Com base nestes dados, cumpre ressaltar que, até 11/10/1996, data da MP n° 1.523, os anexos I e II do decreto n° 83.080/79 e o disposto no decreto n° 58.831/64 vigoravam plenamente, pois foi a citada MP que retornou ao Poder Executivo a definição da “relação de agentes nocivos químicos, físicos e biológicos ou associação de agentes prejudiciais à saúde ou à integridade física”.

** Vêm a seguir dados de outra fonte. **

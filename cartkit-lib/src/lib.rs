//! Cartkit storefront library.
//!
//! This crate holds the contracts a Cartkit host exposes to its modules and
//! stays stateless itself: persistence, access control and URL construction
//! are injected by the host through trait-based ports.
//!
//! # Features
//!
//! - **Module Hooks**: Fixed-shape lifecycle hook trait with a host-owned
//!   module registry
//! - **Gateway Registry**: Payment gateways resolved by name with typed
//!   capability errors
//! - **Host Ports**: Order store, transaction ledger, namespaced settings,
//!   access control and URL building as injectable traits
//!
//! # Example
//!
//! ```ignore
//! use cartkit_lib::gateway::GatewayRegistry;
//! use cartkit_lib::hooks::ModuleRegistry;
//!
//! // Host wires a gateway and a payment module
//! let gateways = GatewayRegistry::new();
//! gateways.register(Box::new(my_gateway));
//!
//! let modules = ModuleRegistry::new();
//! modules.register(std::sync::Arc::new(my_module));
//!
//! // Checkout renders collect method entries from every module
//! let methods = modules.payment_methods().await?;
//! ```

pub mod checkout;
pub mod errors;
pub mod gateway;
pub mod hooks;
pub mod memory;
pub mod order;
pub mod request;
pub mod storage;
pub mod transaction;

/// Test utilities for checkout testing.
///
/// This module is only available with the `test-utils` feature or in test builds.
#[cfg(any(test, feature = "test-utils"))]
pub mod test_utils;

pub use checkout::{CheckoutAction, Notice, NoticeLevel, PaymentMethodEntry};
pub use errors::{CartkitError, GatewayError};
pub use gateway::{
    CartLine, GatewayCapability, GatewayConfig, GatewayRegistry, PaymentGateway, PurchaseRequest,
    PurchaseResponse,
};
pub use hooks::{ModuleRegistry, RouteDef, StoreModule};
pub use order::{Order, OrderDraft, OrderStatusOption};
pub use request::PageRequest;
pub use storage::{AccessControl, OrderStore, SettingsStore, TransactionLedger, UrlBuilder};
pub use transaction::Transaction;

/// Common result alias for Cartkit operations.
pub type Result<T> = std::result::Result<T, CartkitError>;

/// Identifier of a persisted order, assigned by the order store.
///
/// # Example
///
/// ```
/// use cartkit_lib::OrderId;
///
/// let id = OrderId::new(42);
/// assert_eq!(id.value(), 42);
/// assert_eq!(id.to_string(), "42");
/// ```
#[derive(Clone, Copy, Debug, PartialEq, Eq, Hash, serde::Serialize, serde::Deserialize)]
pub struct OrderId(pub u64);

impl OrderId {
    /// Create a new OrderId.
    pub fn new(id: u64) -> Self {
        Self(id)
    }

    /// Get the numeric order id.
    pub fn value(&self) -> u64 {
        self.0
    }
}

impl From<u64> for OrderId {
    fn from(id: u64) -> Self {
        Self(id)
    }
}

impl std::fmt::Display for OrderId {
    fn fmt(&self, f: &mut std::fmt::Formatter<'_>) -> std::fmt::Result {
        write!(f, "{}", self.0)
    }
}

/// Identifier for a payment method offered at checkout.
///
/// # Example
///
/// ```
/// use cartkit_lib::PaymentMethodId;
///
/// // Create from &str
/// let method: PaymentMethodId = "twocheckout".into();
///
/// // Or explicitly
/// let method = PaymentMethodId::new("cod");
///
/// // Access the inner value
/// assert_eq!(method.as_str(), "cod");
/// ```
#[derive(Clone, Debug, PartialEq, Eq, Hash, serde::Serialize, serde::Deserialize)]
pub struct PaymentMethodId(pub String);

impl PaymentMethodId {
    /// Create a new PaymentMethodId from a string.
    pub fn new(id: impl Into<String>) -> Self {
        Self(id.into())
    }

    /// Get the method ID as a string slice.
    pub fn as_str(&self) -> &str {
        &self.0
    }
}

impl From<&str> for PaymentMethodId {
    fn from(s: &str) -> Self {
        Self(s.to_string())
    }
}

impl From<String> for PaymentMethodId {
    fn from(s: String) -> Self {
        Self(s)
    }
}

impl AsRef<str> for PaymentMethodId {
    fn as_ref(&self) -> &str {
        &self.0
    }
}

impl std::fmt::Display for PaymentMethodId {
    fn fmt(&self, f: &mut std::fmt::Formatter<'_>) -> std::fmt::Result {
        write!(f, "{}", self.0)
    }
}

/// Identifier of an order status.
///
/// Two statuses are well known to every host; the rest of the status set is
/// host-defined (including purely numeric ids used by some installations).
///
/// # Example
///
/// ```
/// use cartkit_lib::OrderStatusId;
///
/// let status = OrderStatusId::awaiting_payment();
/// assert_eq!(status.as_str(), "awaiting-payment");
///
/// // Host-defined statuses are plain values
/// let custom: OrderStatusId = "5".into();
/// assert_eq!(custom.as_str(), "5");
/// ```
#[derive(Clone, Debug, PartialEq, Eq, Hash, serde::Serialize, serde::Deserialize)]
pub struct OrderStatusId(pub String);

impl OrderStatusId {
    /// Create a new OrderStatusId from a string.
    pub fn new(id: impl Into<String>) -> Self {
        Self(id.into())
    }

    /// Get the status ID as a string slice.
    pub fn as_str(&self) -> &str {
        &self.0
    }

    /// Well-known status for orders whose payment has not been confirmed.
    pub const AWAITING_PAYMENT: &'static str = "awaiting-payment";

    /// Well-known status for orders being prepared.
    pub const PROCESSING: &'static str = "processing";

    /// Create the awaiting-payment status ID.
    pub fn awaiting_payment() -> Self {
        Self::new(Self::AWAITING_PAYMENT)
    }

    /// Create the processing status ID.
    pub fn processing() -> Self {
        Self::new(Self::PROCESSING)
    }
}

impl From<&str> for OrderStatusId {
    fn from(s: &str) -> Self {
        Self(s.to_string())
    }
}

impl From<String> for OrderStatusId {
    fn from(s: String) -> Self {
        Self(s)
    }
}

impl AsRef<str> for OrderStatusId {
    fn as_ref(&self) -> &str {
        &self.0
    }
}

impl std::fmt::Display for OrderStatusId {
    fn fmt(&self, f: &mut std::fmt::Formatter<'_>) -> std::fmt::Result {
        write!(f, "{}", self.0)
    }
}

/// Identifier of a ledger transaction, assigned on append.
#[derive(Clone, Copy, Debug, PartialEq, Eq, Hash, serde::Serialize, serde::Deserialize)]
pub struct TransactionId(pub u64);

impl TransactionId {
    /// Create a new TransactionId.
    pub fn new(id: u64) -> Self {
        Self(id)
    }

    /// Get the numeric transaction id.
    pub fn value(&self) -> u64 {
        self.0
    }
}

impl From<u64> for TransactionId {
    fn from(id: u64) -> Self {
        Self(id)
    }
}

impl std::fmt::Display for TransactionId {
    fn fmt(&self, f: &mut std::fmt::Formatter<'_>) -> std::fmt::Result {
        write!(f, "{}", self.0)
    }
}

#[cfg(test)]
mod tests {
    use super::*;

    #[test]
    fn test_order_id_display() {
        let id = OrderId::new(42);
        assert_eq!(id.to_string(), "42");
        assert_eq!(OrderId::from(42), id);
    }

    #[test]
    fn test_payment_method_id_conversions() {
        let from_str: PaymentMethodId = "twocheckout".into();
        let explicit = PaymentMethodId::new("twocheckout");
        assert_eq!(from_str, explicit);
        assert_eq!(from_str.as_str(), "twocheckout");
    }

    #[test]
    fn test_status_id_well_known() {
        assert_eq!(OrderStatusId::awaiting_payment().as_str(), "awaiting-payment");
        assert_eq!(OrderStatusId::processing().as_str(), "processing");
    }

    #[test]
    fn test_status_id_host_defined() {
        let custom = OrderStatusId::new("5");
        assert_eq!(custom.as_str(), "5");
        assert_ne!(custom, OrderStatusId::awaiting_payment());
    }
}
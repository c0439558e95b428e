//! Checkout command - walk an order through the hosted payment flow

use anyhow::Result;
use cartkit_lib::{
    CheckoutAction, OrderDraft, OrderStatusId, OrderStore, PageRequest, TransactionLedger,
};
use cartkit_twocheckout::Twocheckout;
use rust_decimal::Decimal;
use serde_json::json;

use crate::ui;

pub async fn run(total: &str, currency: &str, _verbose: bool) -> Result<()> {
    let host = super::build_host(true).await?;

    // 1. The shopper sees the method in the checkout listing.
    ui::header("Checkout");
    let methods = host.modules.payment_methods().await?;
    let entry = methods
        .iter()
        .find(|m| m.id.as_str() == Twocheckout::METHOD_ID)
        .ok_or_else(|| anyhow::anyhow!("the 2Checkout module contributed no method entry"))?;
    ui::key_value("Method", &format!("{} ({})", entry.title, entry.id));
    if !entry.enabled {
        ui::warning("Method is not available; configure it with 'settings set' first");
    }

    // 2. Create the order; the module forces it into awaiting-payment.
    let amount: Decimal = total.parse()?;
    let mut draft = OrderDraft {
        currency: currency.to_string(),
        total: amount,
        total_formatted: total.to_string(),
        payment_method: Twocheckout::METHOD_ID.into(),
        status: OrderStatusId::processing(),
    };
    host.modules.before_order_create(&mut draft);
    let order = host.orders.create(draft).await?;
    ui::key_value(
        "Order",
        &format!("#{} ({} {})", order.order_id, order.currency, order.total_formatted),
    );
    ui::key_value("Status", order.status.as_str());

    let message = host
        .modules
        .complete_message(&order, "Your order has been received");
    if message.is_empty() {
        ui::info("Host confirmation text suppressed; the pay form renders instead");
    }

    // 3. Pay leg: the shopper posts the pay form.
    ui::separator();
    let pay = PageRequest::new().with_posted(Twocheckout::PAY_ACTION, json!("1"));
    let action = host.modules.order_complete_page(&order, &pay).await?;
    let hosted_page = match action {
        Some(CheckoutAction::Redirect { url }) => url,
        other => anyhow::bail!("expected a hosted-page redirect, got {:?}", other),
    };
    ui::success("Shopper sent to the hosted payment page");
    ui::key_value("Redirect", &hosted_page);

    // 4. Return leg: the provider sends the shopper back with the paid
    //    marker and the module confirms the payment.
    ui::info("Shopper pays off-site and returns...");
    let paid = PageRequest::new().with_query(Twocheckout::PAID_QUERY, "true");
    let action = host.modules.order_complete_page(&order, &paid).await?;
    match action {
        Some(CheckoutAction::RedirectWithNotice { path, notice }) => {
            ui::success(&notice.message);
            let target = if path == "/" { "storefront root" } else { path.as_str() };
            ui::key_value("Redirect", target);
        }
        other => anyhow::bail!("expected a settlement notice, got {:?}", other),
    }

    // 5. The bookkeeping the settlement left behind.
    ui::separator();
    let settled = host
        .orders
        .get(order.order_id)
        .await?
        .ok_or_else(|| anyhow::anyhow!("order #{} vanished", order.order_id))?;
    ui::key_value("Final status", settled.status.as_str());
    for transaction in host.ledger.list().await? {
        ui::key_value(
            &format!("Ledger entry (order #{})", transaction.order_id),
            &format!(
                "{} {} via {}, reference {}",
                transaction.total,
                transaction.currency,
                transaction.payment_method,
                transaction.gateway_transaction_id
            ),
        );
    }

    Ok(())
}
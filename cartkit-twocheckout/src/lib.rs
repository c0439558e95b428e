//! 2Checkout payment module for Cartkit storefronts.
//!
//! [`Twocheckout`] implements the [`StoreModule`] hook surface for the
//! hosted 2Checkout flow:
//!
//! - lists the payment method at checkout, enabled only when the module is
//!   switched on and both gateway credentials are configured
//! - forces freshly created 2Checkout orders into the awaiting-payment
//!   status and suppresses the host's default "order received" message
//! - drives the off-site purchase on the order-complete page: the pay leg
//!   redirects the shopper to the hosted payment page, the return leg
//!   confirms the payment, moves the order to the configured success status
//!   and records the transaction
//! - serves the admin settings form and guards it with the `module_edit`
//!   permission
//!
//! The module holds no mutable state of its own. Everything it touches
//! arrives through the host ports handed to [`Twocheckout::new`], and
//! settings are re-read from the store on every request that uses them, so
//! admin edits take effect immediately.

use std::sync::Arc;

use async_trait::async_trait;

use cartkit_lib::gateway::GatewayResult;
use cartkit_lib::{
    AccessControl, CheckoutAction, GatewayCapability, GatewayRegistry, Order, OrderDraft,
    OrderStatusId, OrderStore, PageRequest, PaymentGateway, PaymentMethodEntry, Result, RouteDef,
    SettingsStore, StoreModule, TransactionLedger, UrlBuilder,
};

mod admin;
mod checkout;
pub mod settings;

pub use admin::{SettingsOutcome, SettingsPage};
pub use settings::TwocheckoutSettings;

/// The 2Checkout storefront module.
///
/// One instance is registered with the host's module registry at startup
/// and serves every request from then on.
pub struct Twocheckout {
    gateways: Arc<GatewayRegistry>,
    orders: Arc<dyn OrderStore>,
    ledger: Arc<dyn TransactionLedger>,
    settings: Arc<dyn SettingsStore>,
    access: Arc<dyn AccessControl>,
    urls: Arc<dyn UrlBuilder>,
}

impl Twocheckout {
    /// Name the module registers under.
    pub const MODULE_NAME: &'static str = "twocheckout";

    /// Payment method identifier carried by orders paid through 2Checkout.
    pub const METHOD_ID: &'static str = "twocheckout";

    /// Name of the gateway this module resolves from the registry.
    pub const GATEWAY_NAME: &'static str = "twocheckout";

    /// Gateway operations the module needs; both are checked before the
    /// module may be installed or enabled.
    pub const REQUIRED_CAPABILITIES: [GatewayCapability; 2] =
        [GatewayCapability::Purchase, GatewayCapability::CompletePurchase];

    /// Method title shown in the checkout listing.
    pub const TITLE: &'static str = "2 Checkout";

    /// Method icon, relative to the module's asset root.
    pub const ICON: &'static str = "image/icon.png";

    /// Template the host binds to the checkout "complete" step.
    pub const COMPLETE_TEMPLATE: &'static str = "pay";

    /// Route of the admin settings form.
    pub const SETTINGS_ROUTE: &'static str = "admin/module/settings/twocheckout";

    /// Handler name the host maps to [`Twocheckout::handle_settings`].
    pub const SETTINGS_HANDLER: &'static str = "twocheckout/settings";

    /// Permission guarding the settings form.
    pub const EDIT_PERMISSION: &'static str = "module_edit";

    /// Posted field that triggers the pay leg on the order-complete page.
    pub const PAY_ACTION: &'static str = "pay";

    /// Query marker on the return URL after a completed hosted payment.
    pub const PAID_QUERY: &'static str = "paid";

    /// Query marker on the cancel URL.
    pub const CANCEL_QUERY: &'static str = "cancel";

    /// Posted field that triggers a settings save.
    pub const SAVE_ACTION: &'static str = "save";

    /// Admin path the settings form redirects to after a save.
    pub const MODULE_LIST_PATH: &'static str = "admin/module/list";

    /// Wires the module to the host's gateway registry and ports.
    pub fn new(
        gateways: Arc<GatewayRegistry>,
        orders: Arc<dyn OrderStore>,
        ledger: Arc<dyn TransactionLedger>,
        settings: Arc<dyn SettingsStore>,
        access: Arc<dyn AccessControl>,
        urls: Arc<dyn UrlBuilder>,
    ) -> Self {
        Self {
            gateways,
            orders,
            ledger,
            settings,
            access,
            urls,
        }
    }

    /// Resolves the 2Checkout gateway, verifying it supports the full
    /// hosted flow.
    pub fn gateway(&self) -> GatewayResult<Arc<dyn PaymentGateway>> {
        self.gateways
            .require(Self::GATEWAY_NAME, &Self::REQUIRED_CAPABILITIES)
    }

    pub(crate) async fn load_settings(&self) -> Result<TwocheckoutSettings> {
        TwocheckoutSettings::load(self.settings.as_ref()).await
    }
}

#[async_trait]
impl StoreModule for Twocheckout {
    fn name(&self) -> &str {
        Self::MODULE_NAME
    }

    fn routes(&self) -> Vec<RouteDef> {
        vec![RouteDef::new(
            Self::SETTINGS_ROUTE,
            Self::EDIT_PERMISSION,
            Self::SETTINGS_HANDLER,
        )]
    }

    /// The module can only be enabled while a capable gateway is
    /// registered; without one the hosted flow would fail mid-checkout.
    async fn before_enable(&self) -> Result<()> {
        self.gateway()?;
        Ok(())
    }

    async fn before_install(&self) -> Result<()> {
        self.gateway()?;
        Ok(())
    }

    async fn payment_methods(&self, methods: &mut Vec<PaymentMethodEntry>) -> Result<()> {
        let settings = self.load_settings().await?;
        methods.push(PaymentMethodEntry {
            id: Self::METHOD_ID.into(),
            module: Self::MODULE_NAME.to_string(),
            title: Self::TITLE.to_string(),
            image: Self::ICON.to_string(),
            enabled: settings.is_ready(),
            complete_template: Self::COMPLETE_TEMPLATE.to_string(),
        });
        Ok(())
    }

    /// A 2Checkout order is not paid at creation time, whatever status the
    /// checkout put on the draft.
    fn before_order_create(&self, draft: &mut OrderDraft) {
        if draft.payment_method.as_str() == Self::METHOD_ID {
            draft.status = OrderStatusId::awaiting_payment();
        }
    }

    /// The order-complete page renders the pay form instead of the host's
    /// confirmation text.
    fn complete_message(&self, order: &Order, message: &mut String) {
        if order.uses_payment_method(Self::METHOD_ID) {
            message.clear();
        }
    }

    async fn order_complete_page(
        &self,
        order: &Order,
        request: &PageRequest,
    ) -> Result<Option<CheckoutAction>> {
        self.handle_complete_page(order, request).await
    }
}

#[cfg(test)]
mod tests {
    use super::*;
    use cartkit_lib::memory::{BaseUrls, MemoryLedger, MemoryOrderStore, MemorySettings, StaticAccess};
    use cartkit_lib::test_utils::draft_fixture;

    fn module() -> Twocheckout {
        Twocheckout::new(
            Arc::new(GatewayRegistry::new()),
            Arc::new(MemoryOrderStore::new()),
            Arc::new(MemoryLedger::new()),
            Arc::new(MemorySettings::new()),
            Arc::new(StaticAccess::allow_all()),
            Arc::new(BaseUrls::new("https://shop.example")),
        )
    }

    #[test]
    fn test_module_name_and_routes() {
        let module = module();
        assert_eq!(module.name(), "twocheckout");

        let routes = module.routes();
        assert_eq!(routes.len(), 1);
        assert_eq!(routes[0].path, "admin/module/settings/twocheckout");
        assert_eq!(routes[0].access, "module_edit");
        assert_eq!(routes[0].handler, "twocheckout/settings");
    }

    #[test]
    fn test_order_create_forces_awaiting_payment() {
        let module = module();

        let mut draft = draft_fixture("twocheckout");
        draft.status = OrderStatusId::processing();
        module.before_order_create(&mut draft);
        assert_eq!(draft.status, OrderStatusId::awaiting_payment());
    }

    #[test]
    fn test_order_create_leaves_other_methods_alone() {
        let module = module();

        let mut draft = draft_fixture("cod");
        draft.status = OrderStatusId::processing();
        module.before_order_create(&mut draft);
        assert_eq!(draft.status, OrderStatusId::processing());
    }

    #[test]
    fn test_complete_message_blanked_for_own_orders() {
        use cartkit_lib::test_utils::order_fixture;
        let module = module();

        let mut message = "Thank you for your order".to_string();
        module.complete_message(&order_fixture(1, "twocheckout"), &mut message);
        assert_eq!(message, "");

        let mut message = "Thank you for your order".to_string();
        module.complete_message(&order_fixture(2, "cod"), &mut message);
        assert_eq!(message, "Thank you for your order");
    }
}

Mormente à conversão de tempo especial em comum, resume-se: em 10 de dezembro de 1980, com a lei n° 6.887, surgiu a possibilidade de conversão do tempo especial em comum, e vice-versa. Já em 28/04/1995, com a lei n° 9.032, passou a ser possível somente a conversão de tempo especial para comum. Já em 23 de maio de 1998, com a medida provisória n° 1.663-10, resultou extinta qualquer forma de conversão de tempo de serviço, ao arrepio dos mandamentos constitucionais.
Continuando, o Poder Executivo (e não o legislador, cite-se) editou a MP n° 1.663-13, de 28/08/1998, convalidada na lei n° 9.711/98, a qual dispunha que o poder executivo disciplinaria a conversão de tempo até 28/05/1998, ao passo que vedava a conversão do tempo de labor especial em comum, para períodos posteriores ao da publicação do diploma.
Entretanto, olvidou o legislador cochilante que o art. 201, § 1° da Constituição Federal assegura o reconhecimento do labor em condições especiais, e seu cômputo de maneira diferenciada para a concessão de aposentadoria. Em outras palavras, o texto constitucional oferece o suporte para a devida conversão de tempo especial em comum.
Ocorre que, por ocasião da conversão da MP 1.663-15 na Lei nº 9.711/98, o § 5º do artigo 57 da Lei de Benefícios não resultou revogado. Logo, teve sua vigência restaurada pelo diploma legal em comento.
Ainda, importante ressaltar que a Lei nº 9.711/98 foi publicada em 20 de novembro de 1988, cerca de um mês antes da Emenda Constitucional nº 15, a qual preconizava em seu art. 15:
“Até que a Lei Complementar a que se refere o art. 201, § 1º da Constituição Federal, seja publicada, permanece em vigor o disposto nos arts. 57 e 58lei nº 8.213/91, de 24/07/1991, na redação vigente à data de publicação desta Emenda.”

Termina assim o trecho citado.